Un livre, un webdocumentaire, un EP et un album prévu pour 2013. En cette fin d’année, Médine a décidé de rimer avec multiple. Mais n’allez pas croire qu’il s’éparpille, ce florilège de projet a pour but de fractionner un seul et même slogan : « Don’t Panik ».

Tandis qu’il fête ses 10 ans de carrière cette année, le MC musulman a rasé sa barbe et gamberge sur les années où il a fait flipper la France. N’ayez donc crainte. Avant, Médine imposait. Aujourd’hui, il invite. Entretien.

 

Qu’est ce que le rap pour toi ?

Médine : Et bien je pense que c’est la meilleure solution pour pouvoir s’adresser à la jeunesse aujourd’hui, le truc le plus ludique et le moins rébarbatif pour faire passer des messages. C’est aussi l’art du pauvre parce que la frontière entre l’auditeur et l’auteur est vraiment très fine. Il suffit d’une feuille et d’un stylo pour écrire en rime et c’est à la portée de tout le monde. On peut très facilement devenir rappeur se mettre à écrire.

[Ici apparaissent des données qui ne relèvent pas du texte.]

//! The datagram envelope.
//!
//! Every datagram opens with `06 10 ss ss ll ll`: header length, protocol
//! version 1.0, the service type and the total length (header included),
//! both big-endian. This module parses that header, builds outbound
//! datagrams, encodes HPAI endpoint blocks and classifies inbound traffic
//! by service type.
//!
//! ## Example
//!
//! ```rust
//! use knx_tunnel::protocol::constants::ServiceType;
//! use knx_tunnel::protocol::frame::{classify, FrameBuilder};
//!
//! let frame = FrameBuilder::new(ServiceType::TunnellingAck)
//!     .push(&[0x04, 0x12, 0x00, 0x00])?
//!     .finish()?;
//! assert_eq!(frame.as_slice(), &[0x06, 0x10, 0x04, 0x21, 0x00, 0x0A, 0x04, 0x12, 0x00, 0x00]);
//! assert_eq!(classify(&frame), Some(ServiceType::TunnellingAck));
//! # Ok::<(), knx_tunnel::KnxError>(())
//! ```

use crate::error::{KnxError, Result};
use crate::net::{Endpoint, Ipv4Addr};
use crate::protocol::constants::{
    ServiceType, HEADER_SIZE_10, IPV4_UDP, KNXNETIP_VERSION_10, MAX_FRAME_SIZE,
};

/// Owned buffer holding one outbound datagram.
pub type FrameBuf = heapless::Vec<u8, MAX_FRAME_SIZE>;

/// The fixed six-byte datagram header.
///
/// The service type is kept raw so that unknown services still parse and
/// can be logged by their code.
#[derive(Debug, Clone, Copy, PartialEq, Eq)]
pub struct KnxnetIpHeader {
    /// Always 0x06
    pub header_length: u8,
    /// Always 0x10
    pub protocol_version: u8,
    /// Raw service type identifier
    pub service_type: u16,
    /// Header plus body, in bytes
    pub total_length: u16,
}

impl KnxnetIpHeader {
    /// Encoded size
    pub const SIZE: usize = 6;

    /// Header for a body of `body_length` bytes
    pub const fn new(service_type: ServiceType, body_length: u16) -> Self {
        Self {
            header_length: HEADER_SIZE_10,
            protocol_version: KNXNETIP_VERSION_10,
            service_type: service_type.to_u16(),
            total_length: Self::SIZE as u16 + body_length,
        }
    }

    /// Read the header at the start of `data`.
    ///
    /// Fails on short input, a header length other than 6, or a protocol
    /// version other than 1.0.
    pub fn parse(data: &[u8]) -> Result<Self> {
        let Some(&[header_length, protocol_version, st_hi, st_lo, len_hi, len_lo]) =
            data.first_chunk::<6>()
        else {
            return Err(KnxError::buffer_too_small());
        };

        if header_length != HEADER_SIZE_10 {
            return Err(KnxError::invalid_frame());
        }
        if protocol_version != KNXNETIP_VERSION_10 {
            return Err(KnxError::unsupported_version());
        }

        Ok(Self {
            header_length,
            protocol_version,
            service_type: u16::from_be_bytes([st_hi, st_lo]),
            total_length: u16::from_be_bytes([len_hi, len_lo]),
        })
    }

    /// Write the header into the first six bytes of `buf`.
    pub fn encode(&self, buf: &mut [u8]) -> Result<usize> {
        let out = buf
            .get_mut(..Self::SIZE)
            .ok_or_else(KnxError::buffer_too_small)?;

        out[0] = self.header_length;
        out[1] = self.protocol_version;
        out[2..4].copy_from_slice(&self.service_type.to_be_bytes());
        out[4..6].copy_from_slice(&self.total_length.to_be_bytes());

        Ok(Self::SIZE)
    }

    /// The known service type, if any
    pub const fn service(&self) -> Option<ServiceType> {
        ServiceType::from_u16(self.service_type)
    }

    /// Declared body length
    pub const fn body_length(&self) -> u16 {
        self.total_length.saturating_sub(Self::SIZE as u16)
    }
}

/// Borrowed view of one inbound datagram.
#[derive(Debug)]
pub struct KnxnetIpFrame<'a> {
    /// Received bytes, possibly longer than the datagram
    data: &'a [u8],
    /// Parsed header
    header: KnxnetIpHeader,
}

impl<'a> KnxnetIpFrame<'a> {
    /// Validate the header and the declared length
    ///
    /// # Errors
    ///
    /// Returns error if the header is invalid or the datagram is shorter
    /// than its declared total length.
    pub fn parse(data: &'a [u8]) -> Result<Self> {
        let header = KnxnetIpHeader::parse(data)?;

        let total = usize::from(header.total_length);
        if total < KnxnetIpHeader::SIZE || data.len() < total {
            return Err(KnxError::invalid_frame());
        }

        Ok(Self { data, header })
    }

    /// Get the frame header
    pub const fn header(&self) -> &KnxnetIpHeader {
        &self.header
    }

    /// The known service type, if any
    pub const fn service_type(&self) -> Option<ServiceType> {
        self.header.service()
    }

    /// Body bytes after the header, bounded by the total length
    pub fn body(&self) -> &'a [u8] {
        self.data
            .get(KnxnetIpHeader::SIZE..usize::from(self.header.total_length))
            .unwrap_or_default()
    }

    /// The complete frame including header
    pub fn data(&self) -> &'a [u8] {
        self.data
            .get(..usize::from(self.header.total_length))
            .unwrap_or_default()
    }
}

/// Classify an inbound datagram by its service type bytes.
///
/// Returns `None` for datagrams that are malformed or carry a service this
/// client does not handle.
pub fn classify(datagram: &[u8]) -> Option<ServiceType> {
    KnxnetIpFrame::parse(datagram).ok()?.service_type()
}

/// Builder for outbound KNXnet/IP frames.
///
/// Body pieces are appended in order; [`finish`](Self::finish) writes the
/// header with the final total length.
#[derive(Debug)]
pub struct FrameBuilder {
    service_type: ServiceType,
    buf: FrameBuf,
}

impl FrameBuilder {
    /// Start a frame; the header is reserved and written on finish.
    pub fn new(service_type: ServiceType) -> Self {
        Self {
            service_type,
            buf: FrameBuf::from_iter([0u8; KnxnetIpHeader::SIZE]),
        }
    }

    /// Append raw body bytes
    pub fn push(mut self, bytes: &[u8]) -> Result<Self> {
        self.buf
            .extend_from_slice(bytes)
            .map_err(|_full| KnxError::buffer_too_small())?;
        Ok(self)
    }

    /// Append an HPAI block
    pub fn push_hpai(self, hpai: &Hpai) -> Result<Self> {
        let mut block = [0u8; Hpai::SIZE];
        hpai.encode(&mut block)?;
        self.push(&block)
    }

    /// Bytes written so far, header included
    pub fn size(&self) -> usize {
        self.buf.len()
    }

    /// Write the header and hand out the finished datagram
    pub fn finish(mut self) -> Result<FrameBuf> {
        let body_len = self.buf.len() - KnxnetIpHeader::SIZE;
        let body_len = u16::try_from(body_len).map_err(|_len| KnxError::buffer_too_small())?;
        KnxnetIpHeader::new(self.service_type, body_len).encode(&mut self.buf)?;
        Ok(self.buf)
    }
}

/// HPAI endpoint block: `08 01 a b c d pp pp`.
#[derive(Debug, Clone, Copy, PartialEq, Eq)]
pub struct Hpai {
    /// Block length, 8 for IPv4
    pub structure_length: u8,
    /// Host protocol code
    pub host_protocol: u8,
    /// IPv4 octets
    pub ip_address: [u8; 4],
    /// UDP port
    pub port: u16,
}

impl Hpai {
    /// Encoded size
    pub const SIZE: usize = 8;

    /// UDP over IPv4 block for the given host and port
    pub const fn new(ip_address: [u8; 4], port: u16) -> Self {
        Self {
            structure_length: Self::SIZE as u8,
            host_protocol: IPV4_UDP,
            ip_address,
            port,
        }
    }

    /// HPAI describing a local or remote endpoint
    pub const fn from_endpoint(endpoint: &Endpoint) -> Self {
        Self::new(endpoint.host.octets(), endpoint.port)
    }

    /// The endpoint this block describes
    pub fn endpoint(&self) -> Endpoint {
        Endpoint::new(Ipv4Addr::from(self.ip_address), self.port)
    }

    /// Parse HPAI from bytes
    pub fn parse(data: &[u8]) -> Result<Self> {
        let Some(&[structure_length, host_protocol, a, b, c, d, p_hi, p_lo]) =
            data.first_chunk::<8>()
        else {
            return Err(KnxError::buffer_too_small());
        };

        if usize::from(structure_length) != Self::SIZE {
            return Err(KnxError::invalid_frame());
        }

        Ok(Self {
            structure_length,
            host_protocol,
            ip_address: [a, b, c, d],
            port: u16::from_be_bytes([p_hi, p_lo]),
        })
    }

    /// Write the block into `buf`
    pub fn encode(&self, buf: &mut [u8]) -> Result<usize> {
        let out = buf
            .get_mut(..Self::SIZE)
            .ok_or_else(KnxError::buffer_too_small)?;

        out[0] = self.structure_length;
        out[1] = self.host_protocol;
        out[2..6].copy_from_slice(&self.ip_address);
        out[6..8].copy_from_slice(&self.port.to_be_bytes());

        Ok(Self::SIZE)
    }
}

#[cfg(test)]
mod tests {
    use super::*;

    #[test]
    fn test_header_parse() {
        let data = [
            0x06, // header length
            0x10, // protocol version
            0x02, 0x07, // service type (CONNECTIONSTATE_REQUEST)
            0x00, 0x10, // total length (16 bytes)
        ];

        let header = KnxnetIpHeader::parse(&data).unwrap();
        assert_eq!(header.header_length, 0x06);
        assert_eq!(header.protocol_version, 0x10);
        assert_eq!(header.service(), Some(ServiceType::ConnectionstateRequest));
        assert_eq!(header.total_length, 16);
        assert_eq!(header.body_length(), 10);
    }

    #[test]
    fn test_header_rejects() {
        assert!(KnxnetIpHeader::parse(&[0x06, 0x10, 0x02]).is_err());
        assert_eq!(
            KnxnetIpHeader::parse(&[0x05, 0x10, 0x02, 0x05, 0x00, 0x06]).unwrap_err(),
            KnxError::invalid_frame()
        );
        assert_eq!(
            KnxnetIpHeader::parse(&[0x06, 0x20, 0x02, 0x05, 0x00, 0x06]).unwrap_err(),
            KnxError::unsupported_version()
        );
    }

    #[test]
    fn test_frame_builder() {
        let frame = FrameBuilder::new(ServiceType::DisconnectRequest)
            .push(&[0x12, 0x00])
            .unwrap()
            .push_hpai(&Hpai::new([10, 0, 0, 5], 3671))
            .unwrap()
            .finish()
            .unwrap();

        assert_eq!(
            frame.as_slice(),
            &[
                0x06, 0x10, // header
                0x02, 0x09, // DISCONNECT_REQUEST
                0x00, 0x10, // total length = 16
                0x12, 0x00, // channel, reserved
                0x08, 0x01, 10, 0, 0, 5, 0x0E, 0x57, // HPAI
            ]
        );
    }

    #[test]
    fn test_frame_builder_overflow() {
        let big = [0u8; MAX_FRAME_SIZE];
        assert_eq!(
            FrameBuilder::new(ServiceType::TunnellingRequest)
                .push(&big)
                .unwrap_err(),
            KnxError::buffer_too_small()
        );
    }

    #[test]
    fn test_hpai_parse() {
        let data = [
            0x08, // structure length
            0x01, // IPv4 UDP
            192, 168, 1, 100, // IP address
            0x0E, 0x57, // port 3671
        ];

        let hpai = Hpai::parse(&data).unwrap();
        assert_eq!(hpai.ip_address, [192, 168, 1, 100]);
        assert_eq!(hpai.port, 3671);
        assert_eq!(hpai.endpoint().to_string(), "192.168.1.100:3671");
    }

    #[test]
    fn test_frame_parse() {
        let data = [
            0x06, 0x10, // header
            0x02, 0x08, // CONNECTIONSTATE_RESPONSE
            0x00, 0x08, // total length = 8
            0x12, 0x00, // body
            0xFF, // trailing garbage beyond total length
        ];

        let frame = KnxnetIpFrame::parse(&data).unwrap();
        assert_eq!(frame.service_type(), Some(ServiceType::ConnectionstateResponse));
        assert_eq!(frame.body(), &[0x12, 0x00]);
        assert_eq!(frame.data().len(), 8);
    }

    #[test]
    fn test_frame_parse_truncated() {
        let data = [0x06, 0x10, 0x04, 0x20, 0x00, 0x15, 0x04];
        assert_eq!(KnxnetIpFrame::parse(&data).unwrap_err(), KnxError::invalid_frame());
    }

    #[test]
    fn test_classify() {
        assert_eq!(
            classify(&[0x06, 0x10, 0x04, 0x21, 0x00, 0x0A, 0x04, 0x01, 0x00, 0x00]),
            Some(ServiceType::TunnellingAck)
        );
        // SEARCH_REQUEST is valid KNXnet/IP but not a tunneling service
        assert_eq!(classify(&[0x06, 0x10, 0x02, 0x01, 0x00, 0x06]), None);
        assert_eq!(classify(&[0xDE, 0xAD]), None);
    }
}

« Je ne me suis pas réveillé un matin en me disant que j’allais être un rappeur engagé. »

Toi, tu as écrit ton premier texte à l’âge de 12 ans via ce que tu as appelé « un processus de filiation » entretenu par les grands frères parisiens comme NTM et IAM. Mais ton militantisme a-t-il été provoqué par un acte fondateur ?

Médine : Il n’y a vraiment pas d’élément déclencheur. Je ne me suis pas réveillé un matin en me disant que j’allais être un rappeur engagé. Je pense que je me suis tourné vers l’engagement au fur et à mesure de ma vie parce que les identités que je porte au fond de moi ont suscité de la peur en France et ont été inscrits au cœur du débat national. Je suis issu de l’immigration, issu des quartiers populaires, musulman et rappeur. Et toutes ces questions sont clairement des sujets traités fréquemment dans les médias. Plutôt que d’utiliser mon art pour exclusivement divertir les gens, j’avais envie de retranscrire ce que pouvait être un jeune issu de l’immigration, des quartiers et être en rupture avec tout ce qui pouvait se dire dans les médias. Donc c’est ma vie d’homme qui a pris un tournant. Je me suis conscientisé par rapport à mes idées. Et comme le rappeur a la prétention d’être l’artiste le plus en phase avec son quotidien – de ne pas trop romancer sa vie, de ne pas vendre du rêve, mon art s’est calqué sur ma vie d’homme.

Tu as commencé à être très provocateur au début de ta carrière avec des albums comme 11 septembre et Jihad dans le choix des titres et des pochettes. Aujourd’hui, penses-tu que les choses, telles que tu les as approchées, auraient pu paraître plus subtiles ?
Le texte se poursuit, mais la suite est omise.